Os titulares da Agricultura dos 27 países da União Europeia vão se encontrar nesta quarta-feira para discussões políticas consideradas fundamentais sobre o acordo comercial entre a UE e o Mercosul, em um momento em que aumentam as expectativas de uma possível votação já na sexta-feira. Este encontro ocorre em uma semana vista como crucial para um tema que continua a causar divisões significativas entre as nações europeias.
A reunião, organizada pela Comissão Europeia, contará com a presença do comissário europeu de Comércio, Maroš Šefčovič, do comissário de Agricultura, Christophe Hansen, e do comissário de Saúde e Bem-Estar Animal, Olivér Várhelyi. De acordo com fontes diplomáticas da UE, o objetivo principal será fornecer “esclarecimentos” aos Estados-membros mais críticos, especialmente em relação às garantias de apoio à renda dos agricultores no próximo orçamento da Política Agrícola Comum (PAC).
O acordo em questão propõe a criação de uma ampla zona de livre comércio entre a União Europeia e quatro nações da América do Sul — Argentina, Brasil, Paraguai e Uruguai — e foi o foco de intensos debates durante a cimeira europeia de dezembro. Os defensores do tratado, liderados por países como Alemanha e Espanha, argumentam que o acesso a novos mercados é crucial em um contexto de crescente tensão geoeconômica global.
Por outro lado, França e Itália conseguiram adiar uma votação importante nas últimas semanas, justificando a necessidade de proteger os agricultores europeus, que temem não conseguir competir com produtos agrícolas importados da América Latina, que são produzidos a custos menores e, em alguns casos, sob normas diferentes das vigentes na UE.
Reunião pode viabilizar votação já na sexta-feira
O resultado das discussões nesta quarta-feira pode ser crucial para o avanço do processo. Dependendo da concordância alcançada entre os ministros, o encontro pode desbloquear uma votação formal do acordo do Mercosul já na sexta-feira. Para que o tratado seja aprovado, é necessária uma maioria qualificada entre os Estados-membros da União Europeia.
Entre os tópicos delicados em pauta estará a definição dos limites permitidos de pesticidas em produtos importados para o mercado europeu. A França tem sido particularmente assertiva na exigência de que o acordo inclua o princípio da reciprocidade, garantindo que os produtos agrícolas de outros países atendam aos mesmos padrões de produção exigidos dos agricultores da UE.
A posição francesa surge em um contexto de forte tensão interna. Há várias semanas, agricultores franceses têm se manifestado contra o acordo com o Mercosul e também sobre a maneira como o governo está lidando com a disseminação da dermatose nodular contagiosa, uma doença viral que afeta o gado bovino.

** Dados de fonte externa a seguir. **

//! Building, saving and loading of the persisted tagger resources.
//!
//! Four artifacts are derived from a corpus scan and shared by training
//! and inference: the input-side grammeme vectorizer built from
//! analyzer candidates, the output-side vectorizer holding the label
//! set, the word vocabulary and the character alphabet. They are
//! persisted next to each other so a later run can skip the scan.

use std::fs::{self, File};
use std::io::{BufReader, BufWriter, Read};
use std::path::Path;

use crate::alphabet::CharAlphabet;
use crate::analyzer::MorphAnalyzer;
use crate::config::ResourcePaths;
use crate::corpus::SentenceReader;
use crate::errors::Result;
use crate::grammemes::GrammemeVectorizer;
use crate::vocabulary::WordVocabulary;

/// The four persisted resources of a tagger.
pub struct TaggerResources {
    grammemes_input: GrammemeVectorizer,
    grammemes_output: GrammemeVectorizer,
    vocabulary: WordVocabulary,
    alphabet: CharAlphabet,
}

impl TaggerResources {
    /// Builds the resources from corpus readers in one scan.
    ///
    /// Every token feeds the vocabulary and the alphabet. The output
    /// vectorizer registers the token's corpus label; the input
    /// vectorizer registers the label of every candidate the analyzer
    /// returns for the token.
    ///
    /// # Errors
    ///
    /// [`MorfemaError`](crate::errors::MorfemaError) is returned if a
    /// corpus line or a grammeme string is malformed, or when reading
    /// fails.
    pub fn from_readers<R>(readers: Vec<R>, analyzer: &dyn MorphAnalyzer) -> Result<Self>
    where
        R: Read,
    {
        let mut resources = Self {
            grammemes_input: GrammemeVectorizer::new(),
            grammemes_output: GrammemeVectorizer::new(),
            vocabulary: WordVocabulary::new(),
            alphabet: CharAlphabet::new(),
        };
        for reader in readers {
            resources.scan(reader, analyzer)?;
        }
        resources.grammemes_input.finalize();
        resources.grammemes_output.finalize();
        resources.vocabulary.finalize();
        resources.alphabet.finalize();
        Ok(resources)
    }

    /// Builds the resources from corpus files in one scan.
    ///
    /// # Errors
    ///
    /// See [`from_readers()`](Self::from_readers).
    pub fn build<P>(paths: &[P], analyzer: &dyn MorphAnalyzer) -> Result<Self>
    where
        P: AsRef<Path>,
    {
        let mut readers = Vec::with_capacity(paths.len());
        for path in paths {
            readers.push(File::open(path.as_ref())?);
        }
        Self::from_readers(readers, analyzer)
    }

    fn scan<R>(&mut self, reader: R, analyzer: &dyn MorphAnalyzer) -> Result<()>
    where
        R: Read,
    {
        for sentence in SentenceReader::new(reader) {
            for record in &sentence? {
                self.vocabulary.add_word(record.text());
                self.alphabet.add_chars(record.text());
                self.grammemes_output
                    .add_grammemes(record.pos(), record.grammemes())?;
                for parse in analyzer.parses(record.text()) {
                    self.grammemes_input
                        .add_grammemes(parse.pos(), parse.grammemes())?;
                }
            }
        }
        Ok(())
    }

    /// Returns the vectorizer built from analyzer candidates.
    pub fn grammemes_input(&self) -> &GrammemeVectorizer {
        &self.grammemes_input
    }

    /// Returns the vectorizer holding the output labels.
    pub fn grammemes_output(&self) -> &GrammemeVectorizer {
        &self.grammemes_output
    }

    /// Returns the word vocabulary.
    pub fn vocabulary(&self) -> &WordVocabulary {
        &self.vocabulary
    }

    /// Returns the character alphabet.
    pub fn alphabet(&self) -> &CharAlphabet {
        &self.alphabet
    }

    /// Writes the four artifacts, creating their directories as needed.
    ///
    /// # Errors
    ///
    /// [`MorfemaError`](crate::errors::MorfemaError) is returned when
    /// writing fails.
    pub fn save(&self, paths: &ResourcePaths) -> Result<()> {
        for path in [
            &paths.grammemes_input,
            &paths.grammemes_output,
            &paths.vocabulary,
            &paths.alphabet,
        ] {
            if let Some(dir) = path.parent() {
                fs::create_dir_all(dir)?;
            }
        }
        self.grammemes_input
            .write(BufWriter::new(File::create(&paths.grammemes_input)?))?;
        self.grammemes_output
            .write(BufWriter::new(File::create(&paths.grammemes_output)?))?;
        self.vocabulary
            .write(BufWriter::new(File::create(&paths.vocabulary)?))?;
        self.alphabet
            .write(BufWriter::new(File::create(&paths.alphabet)?))?;
        Ok(())
    }

    /// Reads the four artifacts back.
    ///
    /// # Errors
    ///
    /// [`MorfemaError`](crate::errors::MorfemaError) is returned if an
    /// artifact is missing or does not parse.
    pub fn load(paths: &ResourcePaths) -> Result<Self> {
        Ok(Self {
            grammemes_input: GrammemeVectorizer::from_reader(BufReader::new(File::open(
                &paths.grammemes_input,
            )?))?,
            grammemes_output: GrammemeVectorizer::from_reader(BufReader::new(File::open(
                &paths.grammemes_output,
            )?))?,
            vocabulary: WordVocabulary::from_reader(BufReader::new(File::open(
                &paths.vocabulary,
            )?))?,
            alphabet: CharAlphabet::from_reader(BufReader::new(File::open(&paths.alphabet)?))?,
        })
    }

    /// Loads the artifacts, or rebuilds them from the corpus when any
    /// is missing or empty.
    ///
    /// The four artifacts must stay consistent with each other, so a
    /// single missing or empty one rebuilds and re-saves them all. An
    /// artifact that exists but does not parse is an error, not a
    /// rebuild trigger.
    ///
    /// # Errors
    ///
    /// See [`load()`](Self::load) and [`build()`](Self::build).
    pub fn load_or_build<P>(
        paths: &ResourcePaths,
        corpus: &[P],
        analyzer: &dyn MorphAnalyzer,
    ) -> Result<Self>
    where
        P: AsRef<Path>,
    {
        let all_present = [
            &paths.grammemes_input,
            &paths.grammemes_output,
            &paths.vocabulary,
            &paths.alphabet,
        ]
        .iter()
        .all(|path| path.exists());

        if all_present {
            let resources = Self::load(paths)?;
            if !resources.any_empty() {
                log::info!("loaded tagger resources");
                return Ok(resources);
            }
            log::info!("stored tagger resources are empty; rebuilding");
        } else {
            log::info!("tagger resources not found; building from the corpus");
        }

        let resources = Self::build(corpus, analyzer)?;
        resources.save(paths)?;
        Ok(resources)
    }

    fn any_empty(&self) -> bool {
        self.grammemes_input.is_empty()
            || self.grammemes_output.is_empty()
            || self.vocabulary.is_empty()
            || self.alphabet.is_empty()
    }
}

#[cfg(test)]
mod tests {
    use std::io::Write;

    use super::*;
    use crate::test_utils::{corpus_file, test_analyzer, TEST_CORPUS};

    #[test]
    fn test_build_collects_all_resources() {
        let analyzer = test_analyzer();
        let resources =
            TaggerResources::from_readers(vec![TEST_CORPUS.as_bytes()], &analyzer).unwrap();

        assert_eq!(9, resources.vocabulary().word_count());
        assert_eq!(0, resources.vocabulary().index("спит").unwrap());

        let output = resources.grammemes_output();
        assert_eq!(8, output.labels_count());
        assert!(output.index("NOUN#Case=Nom|Gender=Fem|Number=Sing").is_ok());
        assert!(output.index("CCONJ#_").is_ok());

        let input = resources.grammemes_input();
        assert_eq!(9, input.labels_count());
        assert!(input.index("NOUN#Case=Gen|Gender=Neut|Number=Sing").is_ok());

        let alphabet = resources.alphabet();
        assert_eq!(0, alphabet.index(' '));
        assert!(alphabet.index('м') < alphabet.len());
    }

    #[test]
    fn test_multiple_readers_merge() {
        let analyzer = test_analyzer();
        let extra = "Сон\tсон\tNOUN\tAnimacy=Inan|Case=Nom|Gender=Masc|Number=Sing\n";
        let resources =
            TaggerResources::from_readers(vec![TEST_CORPUS.as_bytes(), extra.as_bytes()], &analyzer)
                .unwrap();

        // "сон" stays a single vocabulary entry and one more output
        // label appears.
        assert_eq!(9, resources.vocabulary().word_count());
        assert_eq!(9, resources.grammemes_output().labels_count());
    }

    #[test]
    fn test_save_load_round_trip() {
        let analyzer = test_analyzer();
        let built =
            TaggerResources::from_readers(vec![TEST_CORPUS.as_bytes()], &analyzer).unwrap();

        let dir = tempfile::tempdir().unwrap();
        let paths = ResourcePaths::under(dir.path());
        built.save(&paths).unwrap();
        let loaded = TaggerResources::load(&paths).unwrap();

        assert_eq!(
            built.grammemes_output().labels_count(),
            loaded.grammemes_output().labels_count()
        );
        assert_eq!(
            built.grammemes_input().grammemes_count(),
            loaded.grammemes_input().grammemes_count()
        );
        assert_eq!(
            built.vocabulary().index("спит").unwrap(),
            loaded.vocabulary().index("спит").unwrap()
        );
        assert_eq!(built.alphabet().len(), loaded.alphabet().len());
        assert_eq!(built.alphabet().index('м'), loaded.alphabet().index('м'));
    }

    #[test]
    fn test_load_or_build_builds_when_missing() {
        let analyzer = test_analyzer();
        let corpus = corpus_file(TEST_CORPUS);
        let dir = tempfile::tempdir().unwrap();
        let paths = ResourcePaths::under(dir.path().join("model"));

        let resources =
            TaggerResources::load_or_build(&paths, &[corpus.path()], &analyzer).unwrap();
        assert_eq!(8, resources.grammemes_output().labels_count());
        assert!(paths.grammemes_input.exists());
        assert!(paths.grammemes_output.exists());
        assert!(paths.vocabulary.exists());
        assert!(paths.alphabet.exists());

        let reloaded =
            TaggerResources::load_or_build(&paths, &[corpus.path()], &analyzer).unwrap();
        assert_eq!(8, reloaded.grammemes_output().labels_count());
    }

    #[test]
    fn test_load_or_build_rebuilds_missing_artifact() {
        let analyzer = test_analyzer();
        let corpus = corpus_file(TEST_CORPUS);
        let dir = tempfile::tempdir().unwrap();
        let paths = ResourcePaths::under(dir.path());

        TaggerResources::load_or_build(&paths, &[corpus.path()], &analyzer).unwrap();
        fs::remove_file(&paths.vocabulary).unwrap();

        let resources =
            TaggerResources::load_or_build(&paths, &[corpus.path()], &analyzer).unwrap();
        assert!(paths.vocabulary.exists());
        assert_eq!(9, resources.vocabulary().word_count());
    }

    #[test]
    fn test_corrupt_artifact_is_fatal() {
        let analyzer = test_analyzer();
        let corpus = corpus_file(TEST_CORPUS);
        let dir = tempfile::tempdir().unwrap();
        let paths = ResourcePaths::under(dir.path());

        TaggerResources::load_or_build(&paths, &[corpus.path()], &analyzer).unwrap();
        let mut file = File::create(&paths.grammemes_input).unwrap();
        file.write_all(b"not json").unwrap();

        assert!(TaggerResources::load_or_build(&paths, &[corpus.path()], &analyzer).is_err());
    }

    #[test]
    fn test_empty_artifacts_are_rebuilt() {
        let analyzer = test_analyzer();
        let corpus = corpus_file(TEST_CORPUS);
        let dir = tempfile::tempdir().unwrap();
        let paths = ResourcePaths::under(dir.path());

        let empty = "{\"grammemes\":{},\"labels\":[]}";
        fs::write(&paths.grammemes_input, empty).unwrap();
        fs::write(&paths.grammemes_output, empty).unwrap();
        fs::write(&paths.vocabulary, "").unwrap();
        fs::write(&paths.alphabet, "").unwrap();

        let resources =
            TaggerResources::load_or_build(&paths, &[corpus.path()], &analyzer).unwrap();
        assert_eq!(8, resources.grammemes_output().labels_count());
        assert_eq!(9, resources.vocabulary().word_count());
    }
}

Em resposta à contestação, o primeiro-ministro francês, Sébastien Lecornu, enviou no domingo uma carta às instituições da UE solicitando um aumento dos controles nas fronteiras sobre produtos que não cumpram as normas sanitárias e fitossanitárias da União Europeia. O governo francês também anunciou a intenção de emitir uma ordem para suspender as importações da América Latina que contenham resíduos de pesticidas proibidos na UE.
Entretanto, qualquer medida nacional para suspender importações exigirá autorização da Comissão Europeia. A pressão de Paris já levou Bruxelas a sugerir um mecanismo de salvaguarda destinado a intensificar a supervisão do mercado europeu, buscando evitar perturbações inesperadas decorrentes da entrada de produtos agrícolas estrangeiros.
Essa legislação foi objeto de um acordo entre o Parlamento Europeu e o Conselho da União Europeia e deve ser formalmente aprovada nesta sexta-feira em uma reunião de embaixadores dos 27 Estados-membros, sinalizando que a Comissão busca equilibrar a abertura comercial com a proteção do setor agrícola europeu.